I risultati ottenuti nella gestione dei RAEE (Rifiuti da apparecchiature elettriche ed elettroniche) e i problemi che ancora affliggono la filiera. Se ne è discusso a Napoli, nel corso del convegno “La realtà nella filiera RAEE: operatività e criticità”, organizzato da Cna e Anco nell’ambito della manifestazione EnergyMed.

Il sistema è nato praticamente dal nulla nel 2008 ed è riuscito in pochi anni a quintuplicare la raccolta, con una crescita annua media del 27% – spiega Luciano Teli, del consorzio di raccolta Ecorit – Nel 2010 sono state 250mila le tonnellate di rifiuti elettrici avviate a recupero, a fronte di un milione di tonnellate di nuovo materiale venduto, e il Centro di coordinamento Raee (che riunisce tutti i sistemi collettivi, ndr) conta di arrivare a 300mila entro il 2012.

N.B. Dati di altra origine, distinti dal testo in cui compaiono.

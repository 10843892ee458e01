//! Retén radar: arrivals, queue estimates and side information for taxi
//! drivers working Barcelona airport, Sants station and the port.

pub mod aggregate;
pub mod config;
pub mod content;
pub mod dashboard;
pub mod display;
pub mod feeds;
pub mod flight;
pub mod service;
pub mod source;
pub mod terminal;
pub mod time;
pub mod wait;
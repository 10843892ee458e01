use crate::time::Time;
use serde::{Deserialize, Deserializer, Serialize};

/// Feeds emit `null` as freely as they omit fields.
pub(crate) fn nullable<'de, D, T>(deserializer: D) -> Result<T, D::Error>
where
    D: Deserializer<'de>,
    T: Deserialize<'de> + Default,
{
    Option::<T>::deserialize(deserializer).map(Option::unwrap_or_default)
}

/// `dia_relativo` shows up as an integer, a float or a numeric string
/// depending on the scraper. Anything unreadable counts as today.
fn day_offset<'de, D>(deserializer: D) -> Result<i32, D::Error>
where
    D: Deserializer<'de>,
{
    #[derive(Deserialize)]
    #[serde(untagged)]
    enum Raw {
        Int(i64),
        Float(f64),
        Text(String),
    }

    Ok(match Option::<Raw>::deserialize(deserializer)? {
        Some(Raw::Int(n)) => n.clamp(i32::MIN as i64, i32::MAX as i64) as i32,
        Some(Raw::Float(n)) => n as i32,
        Some(Raw::Text(s)) => s.trim().parse().unwrap_or(0),
        None => 0,
    })
}

#[derive(Clone, Copy, Debug, PartialEq, Eq)]
pub enum FlightStatus {
    OnTime,
    Landing,
    Landed,
    Delayed,
    Cancelled,
    Unknown,
}

impl FlightStatus {
    pub fn from_label(label: &str) -> FlightStatus {
        let label = label.trim().to_lowercase();
        if label.contains("cancel") {
            FlightStatus::Cancelled
        } else if label.contains("aterrizado") || label.contains("landed") {
            FlightStatus::Landed
        } else if label.contains("aterriz") || label.contains("landing") || label.contains("final") {
            FlightStatus::Landing
        } else if label.contains("retras") || label.contains("delay") {
            FlightStatus::Delayed
        } else if label.contains("hora")
            || label.contains("on time")
            || label.contains("ontime")
            || label.contains("programado")
            || label.contains("previsto")
            || label.contains("scheduled")
        {
            FlightStatus::OnTime
        } else {
            FlightStatus::Unknown
        }
    }
}

/// One arrival as published in `vuelos.json`.
#[derive(Clone, Debug, Default, PartialEq, Serialize, Deserialize)]
#[serde(default)]
pub struct FlightRecord {
    #[serde(deserialize_with = "nullable")]
    pub id: String,
    #[serde(rename = "origen", deserialize_with = "nullable")]
    pub origin: String,
    #[serde(rename = "destino", deserialize_with = "nullable")]
    pub destination: String,
    #[serde(rename = "fecha", deserialize_with = "nullable")]
    pub date: String,
    #[serde(rename = "hora_prog", deserialize_with = "nullable")]
    pub scheduled: String,
    #[serde(rename = "hora_est", deserialize_with = "nullable")]
    pub estimated: String,
    #[serde(deserialize_with = "nullable")]
    pub terminal: String,
    #[serde(rename = "estado", deserialize_with = "nullable")]
    pub status_label: String,
    #[serde(rename = "aerolinea", deserialize_with = "nullable")]
    pub airline: String,
    #[serde(rename = "dia_relativo", deserialize_with = "day_offset")]
    pub day_offset: i32,
    #[serde(skip_serializing_if = "Option::is_none")]
    pub pax: Option<u32>,
}

impl FlightRecord {
    /// Estimated time when published, scheduled otherwise.
    pub fn effective_time(&self) -> Option<&str> {
        [self.estimated.as_str(), self.scheduled.as_str()]
            .into_iter()
            .map(str::trim)
            .find(|t| !t.is_empty())
    }

    pub fn time(&self) -> Time {
        self.effective_time().map(Time::parse_lenient).unwrap_or_default()
    }

    pub fn status(&self) -> FlightStatus {
        FlightStatus::from_label(&self.status_label)
    }

    /// The flight designator carries the carrier prefix; the airline field is
    /// only a fallback for feeds that leave the designator blank.
    pub fn carrier_code(&self) -> &str {
        let id = self.id.trim();
        if id.is_empty() { self.airline.trim() } else { id }
    }

    pub fn is_listed(&self) -> bool {
        self.effective_time().is_some() && self.status() != FlightStatus::Cancelled
    }

    pub fn sort_key(&self) -> (i32, Time) {
        (self.day_offset, self.time())
    }
}
pub mod aggregator;
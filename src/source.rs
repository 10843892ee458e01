use reqwest::blocking::Client;
use serde::de::DeserializeOwned;
use std::path::PathBuf;
use std::time::{Duration, SystemTime, UNIX_EPOCH};
use thiserror::Error;

#[derive(Error, Debug)]
pub enum FeedError {
    #[error("HTTP request failed: {0}")]
    Http(#[from] reqwest::Error),

    #[error("cannot read {}: {source}", path.display())]
    Io {
        path: PathBuf,
        #[source]
        source: std::io::Error,
    },

    #[error("invalid JSON: {0}")]
    Json(#[from] serde_json::Error),
}

/// Where the published JSON feeds are read from.
pub trait FeedSource: Send + Sync {
    fn fetch(&self, name: &str) -> Result<String, FeedError>;

    fn describe(&self) -> String;
}

pub fn fetch_json<T: DeserializeOwned>(source: &dyn FeedSource, name: &str) -> Result<T, FeedError> {
    let body = source.fetch(name)?;
    Ok(serde_json::from_str(&body)?)
}

/// `?t=` defeats intermediate caches of the static hosting.
pub fn feed_url(base: &str, name: &str, stamp_millis: u128) -> String {
    format!("{}/{}?t={}", base.trim_end_matches('/'), name.trim_start_matches('/'), stamp_millis)
}

pub struct HttpSource {
    client: Client,
    base: String,
}

impl HttpSource {
    pub fn new(base: &str, timeout: Duration) -> Result<HttpSource, FeedError> {
        let client = Client::builder().timeout(timeout).gzip(true).build()?;
        Ok(HttpSource {
            client,
            base: base.to_string(),
        })
    }
}

impl FeedSource for HttpSource {
    fn fetch(&self, name: &str) -> Result<String, FeedError> {
        let stamp = SystemTime::now()
            .duration_since(UNIX_EPOCH)
            .map(|d| d.as_millis())
            .unwrap_or(0);
        let url = feed_url(&self.base, name, stamp);
        tracing::debug!(%url, "fetching feed");
        let body = self.client.get(&url).send()?.error_for_status()?.text()?;
        Ok(body)
    }

    fn describe(&self) -> String {
        self.base.clone()
    }
}

/// A directory holding the feed files, as published under `public/`.
pub struct DirSource {
    root: PathBuf,
}

impl DirSource {
    pub fn new(root: impl Into<PathBuf>) -> DirSource {
        DirSource { root: root.into() }
    }
}

impl FeedSource for DirSource {
    fn fetch(&self, name: &str) -> Result<String, FeedError> {
        let path = self.root.join(name);
        std::fs::read_to_string(&path).map_err(|source| FeedError::Io { path, source })
    }

    fn describe(&self) -> String {
        self.root.display().to_string()
    }
}

pub fn open(location: &str, timeout: Duration) -> Result<Box<dyn FeedSource>, FeedError> {
    if location.starts_with("http://") || location.starts_with("https://") {
        Ok(Box::new(HttpSource::new(location, timeout)?))
    } else {
        Ok(Box::new(DirSource::new(location)))
    }
}
use crate::flight::FlightRecord;
use serde::{Deserialize, Serialize};
use std::fmt;
use std::fmt::Formatter;
use std::str::FromStr;
use std::sync::LazyLock;

#[derive(Clone, Copy, Debug, PartialEq, Eq, Hash, PartialOrd, Ord, Serialize, Deserialize)]
pub enum TerminalCategory {
    T1,
    T2,
    T2C,
    AirBridge,
}

impl TerminalCategory {
    /// Dashboard card order.
    pub const ALL: [TerminalCategory; 4] = [
        TerminalCategory::T1,
        TerminalCategory::T2,
        TerminalCategory::AirBridge,
        TerminalCategory::T2C,
    ];

    pub fn index(self) -> usize {
        match self {
            TerminalCategory::T1 => 0,
            TerminalCategory::T2 => 1,
            TerminalCategory::AirBridge => 2,
            TerminalCategory::T2C => 3,
        }
    }

    pub fn name(self) -> &'static str {
        match self {
            TerminalCategory::T1 => "Terminal 1",
            TerminalCategory::T2 => "Terminal 2",
            TerminalCategory::AirBridge => "Puente Aéreo",
            TerminalCategory::T2C => "T2C EasyJet",
        }
    }

    pub fn badge(self) -> &'static str {
        match self {
            TerminalCategory::T1 => "T1",
            TerminalCategory::T2 => "T2",
            TerminalCategory::AirBridge => "PA",
            TerminalCategory::T2C => "T2C",
        }
    }
}

impl fmt::Display for TerminalCategory {
    fn fmt(&self, f: &mut Formatter<'_>) -> fmt::Result {
        write!(f, "{}", self.badge())
    }
}

impl FromStr for TerminalCategory {
    type Err = String;

    fn from_str(s: &str) -> Result<Self, Self::Err> {
        match s.trim().to_lowercase().as_str() {
            "t1" | "1" => Ok(TerminalCategory::T1),
            "t2" | "2" => Ok(TerminalCategory::T2),
            "t2c" | "2c" | "easyjet" => Ok(TerminalCategory::T2C),
            "pa" | "puente" | "airbridge" | "shuttle" => Ok(TerminalCategory::AirBridge),
            other => Err(format!("unknown terminal '{}'", other)),
        }
    }
}

/// Carrier prefixes and labels driving terminal classification.
#[derive(Clone, Debug, PartialEq, Serialize, Deserialize)]
#[serde(default)]
pub struct ClassifierRules {
    pub shuttle_prefixes: Vec<String>,
    pub shuttle_origin: String,
    pub low_cost_prefixes: Vec<String>,
    pub low_cost_terminal: String,
}

impl Default for ClassifierRules {
    fn default() -> Self {
        ClassifierRules {
            shuttle_prefixes: vec!["IBE".into(), "IB".into()],
            shuttle_origin: "MADRID".into(),
            low_cost_prefixes: vec!["EZY".into(), "EJU".into()],
            low_cost_terminal: "T2C".into(),
        }
    }
}

static DEFAULT_RULES: LazyLock<ClassifierRules> = LazyLock::new(ClassifierRules::default);

fn has_prefix(code: &str, prefixes: &[String]) -> bool {
    prefixes
        .iter()
        .map(|p| p.trim().to_uppercase())
        .any(|p| !p.is_empty() && code.starts_with(&p))
}

impl ClassifierRules {
    /// First matching rule wins: shuttle from Madrid, low-cost carrier or its
    /// dedicated terminal, then the digits of the declared terminal.
    pub fn classify(&self, carrier: &str, declared_terminal: &str, origin: &str) -> TerminalCategory {
        let carrier = carrier.trim().to_uppercase();
        let terminal = declared_terminal.trim().to_uppercase();
        let origin = origin.trim().to_uppercase();
        let shuttle_origin = self.shuttle_origin.trim().to_uppercase();
        let low_cost_terminal = self.low_cost_terminal.trim().to_uppercase();

        if has_prefix(&carrier, &self.shuttle_prefixes)
            && !shuttle_origin.is_empty()
            && origin.contains(&shuttle_origin)
        {
            return TerminalCategory::AirBridge;
        }
        if has_prefix(&carrier, &self.low_cost_prefixes)
            || (!low_cost_terminal.is_empty() && terminal.contains(&low_cost_terminal))
        {
            return TerminalCategory::T2C;
        }
        if terminal.contains('2') {
            return TerminalCategory::T2;
        }
        if terminal.contains('1') {
            return TerminalCategory::T1;
        }
        TerminalCategory::T2
    }

    pub fn classify_flight(&self, flight: &FlightRecord) -> TerminalCategory {
        self.classify(flight.carrier_code(), &flight.terminal, &flight.origin)
    }
}

pub fn classify(carrier: &str, declared_terminal: &str, origin: &str) -> TerminalCategory {
    DEFAULT_RULES.classify(carrier, declared_terminal, origin)
}
use crate::config::FeedNames;
use crate::feeds::{dedup_trains, DataFeed, TrainRecord};
use crate::flight::FlightRecord;
use crate::source::{fetch_json, FeedSource};
use chrono::{DateTime, Utc};
use serde::de::DeserializeOwned;
use std::sync::mpsc::{self, Receiver, RecvTimeoutError, Sender};
use std::sync::{Arc, Mutex, PoisonError, RwLock};
use std::thread::{self, JoinHandle};
use std::time::Duration;
use tracing::{debug, info, warn};

/// The feeds as of one refresh cycle. Never mutated, replaced wholesale.
#[derive(Debug, Default)]
pub struct Snapshot {
    pub flights: Vec<FlightRecord>,
    pub data: DataFeed,
    pub trains: Vec<TrainRecord>,
    pub fetched_at: DateTime<Utc>,
}

/// Owns the latest snapshot and keeps it fresh. Readers never block a refresh
/// for longer than the pointer swap.
pub struct FeedService {
    source: Box<dyn FeedSource>,
    names: FeedNames,
    latest: RwLock<Option<Arc<Snapshot>>>,
    subscribers: Mutex<Vec<Sender<Arc<Snapshot>>>>,
    refreshing: Mutex<()>,
}

impl FeedService {
    pub fn new(source: Box<dyn FeedSource>, names: FeedNames) -> FeedService {
        FeedService {
            source,
            names,
            latest: RwLock::new(None),
            subscribers: Mutex::new(vec![]),
            refreshing: Mutex::new(()),
        }
    }

    pub fn describe(&self) -> String {
        self.source.describe()
    }

    pub fn latest(&self) -> Option<Arc<Snapshot>> {
        self.latest.read().unwrap_or_else(PoisonError::into_inner).clone()
    }

    /// True until the first refresh cycle has completed.
    pub fn is_loading(&self) -> bool {
        self.latest().is_none()
    }

    pub fn subscribe(&self) -> Receiver<Arc<Snapshot>> {
        let (tx, rx) = mpsc::channel();
        self.subscribers.lock().unwrap_or_else(PoisonError::into_inner).push(tx);
        rx
    }

    fn fetch_or_default<T: DeserializeOwned + Default>(&self, name: &str) -> T {
        match fetch_json(self.source.as_ref(), name) {
            Ok(value) => value,
            Err(e) => {
                warn!(feed = name, error = %e, "feed unavailable, using empty default");
                T::default()
            }
        }
    }

    /// Fetches every feed concurrently and publishes the result. Failed feeds
    /// come back empty; this never fails.
    pub fn refresh(&self) -> Arc<Snapshot> {
        let _cycle = self.refreshing.lock().unwrap_or_else(PoisonError::into_inner);

        let (flights, data, trains) = thread::scope(|s| {
            let flights = s.spawn(|| self.fetch_or_default::<Vec<FlightRecord>>(&self.names.flights));
            let data = s.spawn(|| self.fetch_or_default::<DataFeed>(&self.names.data));
            let trains = s.spawn(|| self.fetch_or_default::<Vec<TrainRecord>>(&self.names.trains));
            (
                flights.join().unwrap_or_default(),
                data.join().unwrap_or_default(),
                trains.join().unwrap_or_default(),
            )
        });

        let snapshot = Arc::new(Snapshot {
            flights,
            data,
            trains: dedup_trains(trains),
            fetched_at: Utc::now(),
        });
        info!(
            flights = snapshot.flights.len(),
            trains = snapshot.trains.len(),
            update_time = %snapshot.data.meta.update_time,
            "radar refreshed"
        );

        *self.latest.write().unwrap_or_else(PoisonError::into_inner) = Some(snapshot.clone());
        self.subscribers
            .lock()
            .unwrap_or_else(PoisonError::into_inner)
            .retain(|tx| tx.send(snapshot.clone()).is_ok());
        snapshot
    }

    /// Refreshes immediately, then every `interval` until the returned handle
    /// is stopped or dropped. A zero interval refreshes once.
    pub fn spawn(self: &Arc<Self>, interval: Duration) -> PollHandle {
        let (stop, stopped) = mpsc::channel::<()>();
        let service = Arc::clone(self);
        let thread = thread::spawn(move || {
            loop {
                service.refresh();
                if interval.is_zero() {
                    debug!("single refresh requested, poller exiting");
                    break;
                }
                match stopped.recv_timeout(interval) {
                    Err(RecvTimeoutError::Timeout) => continue,
                    _ => break,
                }
            }
        });
        PollHandle {
            stop,
            thread: Some(thread),
        }
    }
}

pub struct PollHandle {
    stop: Sender<()>,
    thread: Option<JoinHandle<()>>,
}

impl PollHandle {
    /// Cancels the schedule and waits for a refresh in flight to finish.
    pub fn stop(self) {
        drop(self)
    }
}

impl Drop for PollHandle {
    fn drop(&mut self) {
        let _ = self.stop.send(());
        if let Some(thread) = self.thread.take() {
            if thread.join().is_err() {
                warn!("poller thread panicked");
            }
        }
    }
}
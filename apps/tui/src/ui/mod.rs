// Rendering for the loading, error and dashboard regions

pub mod screens;
pub mod widgets;

use ratatui::Frame;

use crate::app::App;
use crate::page::PageState;

pub fn ui<S>(app: &App<S>, f: &mut Frame<'_>) {
    let area = f.area();

    match app.dashboard.page.state() {
        PageState::Loading => screens::loading::render_loading(app, f, area),
        PageState::Error(message) => screens::error::render_error(message, f, area),
        PageState::Ready => screens::dashboard::render_dashboard(app, f, area),
    }

    if app.show_help {
        screens::help::render_help_popup(f, area);
    }
}
pub mod dashboard;
pub mod error;
pub mod help;
pub mod loading;
use ratatui::layout::{Alignment, Constraint, Direction, Layout, Rect};
use ratatui::style::{Color, Modifier, Style};
use ratatui::text::{Line as TextLine, Span};
use ratatui::widgets::{Bar, BarChart, BarGroup, Block, Borders, Paragraph};
use ratatui::Frame;

use crate::chart::{AxisRange, HouseholdChart, DEFAULT_MAX_TICKS};
use crate::domain::{Count, Gender};

const AXIS_WIDTH: u16 = 8;

pub const fn gender_color(gender: Gender) -> Color {
    let (r, g, b) = gender.rgb();
    Color::Rgb(r, g, b)
}

/// Bar height above the axis floor. Invalid counts and values below the floor are empty.
#[allow(
    clippy::cast_possible_truncation,
    clippy::cast_sign_loss,
    clippy::cast_precision_loss
)]
pub fn bar_height(count: Count, axis: &AxisRange) -> u64 {
    count
        .value()
        .map_or(0, |value| (value as f64 - axis.min).max(0.0).floor() as u64)
}

#[allow(
    clippy::cast_possible_truncation,
    clippy::cast_sign_loss
)]
fn axis_span(axis: &AxisRange) -> u64 {
    ((axis.max - axis.min).ceil() as u64).max(1)
}

fn bar<'a>(count: Count, gender: Gender, axis: &AxisRange) -> Bar<'a> {
    Bar::default()
        .value(bar_height(count, axis))
        .text_value(count.to_string())
        .style(Style::default().fg(gender_color(gender)))
        .value_style(
            Style::default()
                .fg(Color::Black)
                .bg(gender_color(gender))
                .add_modifier(Modifier::BOLD),
        )
}

pub fn render_household_chart(chart: &HouseholdChart, title: &str, f: &mut Frame<'_>, area: Rect) {
    let block = Block::default()
        .title(title.to_string())
        .borders(Borders::ALL)
        .border_style(Style::default().fg(Color::Cyan));
    let inner = block.inner(area);
    f.render_widget(block, area);

    let rows = Layout::default()
        .direction(Direction::Vertical)
        .constraints([Constraint::Min(3), Constraint::Length(1)])
        .split(inner);
    let columns = Layout::default()
        .direction(Direction::Horizontal)
        .constraints([Constraint::Length(AXIS_WIDTH), Constraint::Min(10)])
        .split(rows[0]);

    f.render_widget(render_legend(chart), rows[1]);

    let Some(axis) = chart.value_axis(DEFAULT_MAX_TICKS) else {
        let paragraph = Paragraph::new("No valid counts for this district")
            .alignment(Alignment::Center);
        f.render_widget(paragraph, rows[0]);
        return;
    };

    render_axis_labels(&axis, f, columns[0]);

    let mut bar_chart = BarChart::default()
        .bar_width(7)
        .bar_gap(1)
        .group_gap(4)
        .max(axis_span(&axis));
    for (index, category) in chart.categories().into_iter().enumerate() {
        let bars: Vec<Bar<'_>> = chart
            .datasets()
            .iter()
            .map(|dataset| bar(dataset.data[index], dataset.gender, &axis))
            .collect();
        bar_chart = bar_chart.data(
            BarGroup::default()
                .label(TextLine::from(category))
                .bars(&bars),
        );
    }

    f.render_widget(bar_chart, columns[1]);
}

fn render_axis_labels(axis: &AxisRange, f: &mut Frame<'_>, area: Rect) {
    if area.height < 2 {
        return;
    }

    // Top of the bars sits at `max`, the baseline above the group labels at `min`
    let label_style = Style::default().fg(Color::Gray);
    let mut lines = vec![TextLine::from(Span::styled(format!("{:>7}", axis.max), label_style))];
    let filler = area.height.saturating_sub(3);
    lines.extend((0..filler).map(|_| TextLine::from("")));
    lines.push(TextLine::from(Span::styled(format!("{:>7}", axis.min), label_style)));

    f.render_widget(Paragraph::new(lines), area);
}

fn render_legend(chart: &HouseholdChart) -> Paragraph<'static> {
    let mut spans = Vec::new();
    for dataset in chart.datasets() {
        spans.push(Span::styled(
            "■ ",
            Style::default().fg(gender_color(dataset.gender)),
        ));
        spans.push(Span::raw(format!("{}  ", dataset.label())));
    }
    Paragraph::new(TextLine::from(spans)).alignment(Alignment::Center)
}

Risultati significativi, ma ancora distanti dalle performance dei Paesi del nord Europa. A rallentare la crescita del sistema sono soprattutto difficoltà di natura finanziaria e logistica, ma anche la sostanziale disinformazione dei consumatori e la scarsa collaborazione tra i vari attori coinvolti (produttori, distributori, addetti al riciclo, etc). “Uno dei problemi principali – sottolinea Giuseppe Pirillo, direttore del consorzio Certo – è che, a causa della carenza di spazio e di fondi, pochissimi Comuni sono riusciti ad allestire isole ecologiche autorizzate dalla Provincia alla raccolta dei cinque tipi di Raee individuati dalla legge”.

A mettere in difficoltà le aziende di trattamento dei rifiuti elettrici ed elettronici sono anche i frequenti furti del materiale che i cittadini conferiscono al di fuori delle proprie abitazioni. “Ormai non è così facile reperire lavatrici e altri elettrodomestici – denuncia Antonio Clarizia, titolare a Brindisi di un impianto di trattamento Raee – perché vengono rubati non appena i cittadini li depositano sul marciapiede per il ritiro domiciliare”.

Incidono negativamente sulla filiera, infine, i traffici illegali di rifiuti verso i Paesi emergenti. “Ogni giorno – dice Dario Pasquariello, presidente del consorzio di recupero dei rifiuti elettronici Craee – partono dall’Italia decine di navi container piene di RAEE, anche pericolosi, dirette verso la Cina, il Ghana o altri Paesi, dove i materiali vengono trattati senza alcuna precauzione per l’ambiente e la salute umana”. Un danno doppio, per l’ecosistema e per le aziende italiane, che perdono materie prime da trattare.

Un discorso a parte merita la mancata applicazione del ritiro “uno contro uno“, cioè dell’obbligo per i distributori, introdotto dal decreto 65/2010, di ritirare i dispositivi usati al momento della vendita di apparecchi nuovi. “Dei 300mila soggetti obbligati al ritiro one to one – sottolinea Teli – solo 800 si sono iscritti nell’apposita sezione dell’Albo nazionale gestori ambientali”. A scoraggiare i rivenditori, ragioni di natura finanziaria, organizzativa e burocratica.

“Per il distributore è un servizio molto oneroso – spiega Francesco di Filippo, dell’azienda di trattamento Biocon Spa – perché deve chiedere l’autorizzazione alla Provincia, attrezzare un’area di stoccaggio nel suo punto vendita, iscriversi all’Albo nazionale e sobbarcarsi il costo del cosiddetto “ultimo miglio”, cioè del trasporto del materiale dal punto di stoccaggio all’impianto di trattamento”. A questo si aggiunge la scarsa informazione da parte dei consumatori, che fa sì che la catena della distribuzione non si sia ancora adeguata all’obbligo dell’uno contro uno.

I problemi, dunque, sono ancora tanti, ma gli operatori sono certi di riuscire a superarli in tempi brevi, attraverso un maggiore “spirito di squadra”, l’introduzione di sistemi di vigilanza e di sanzioni per chi non rispetta la legge e la realizzazione di piattaforme private per la raccolta dei Raee.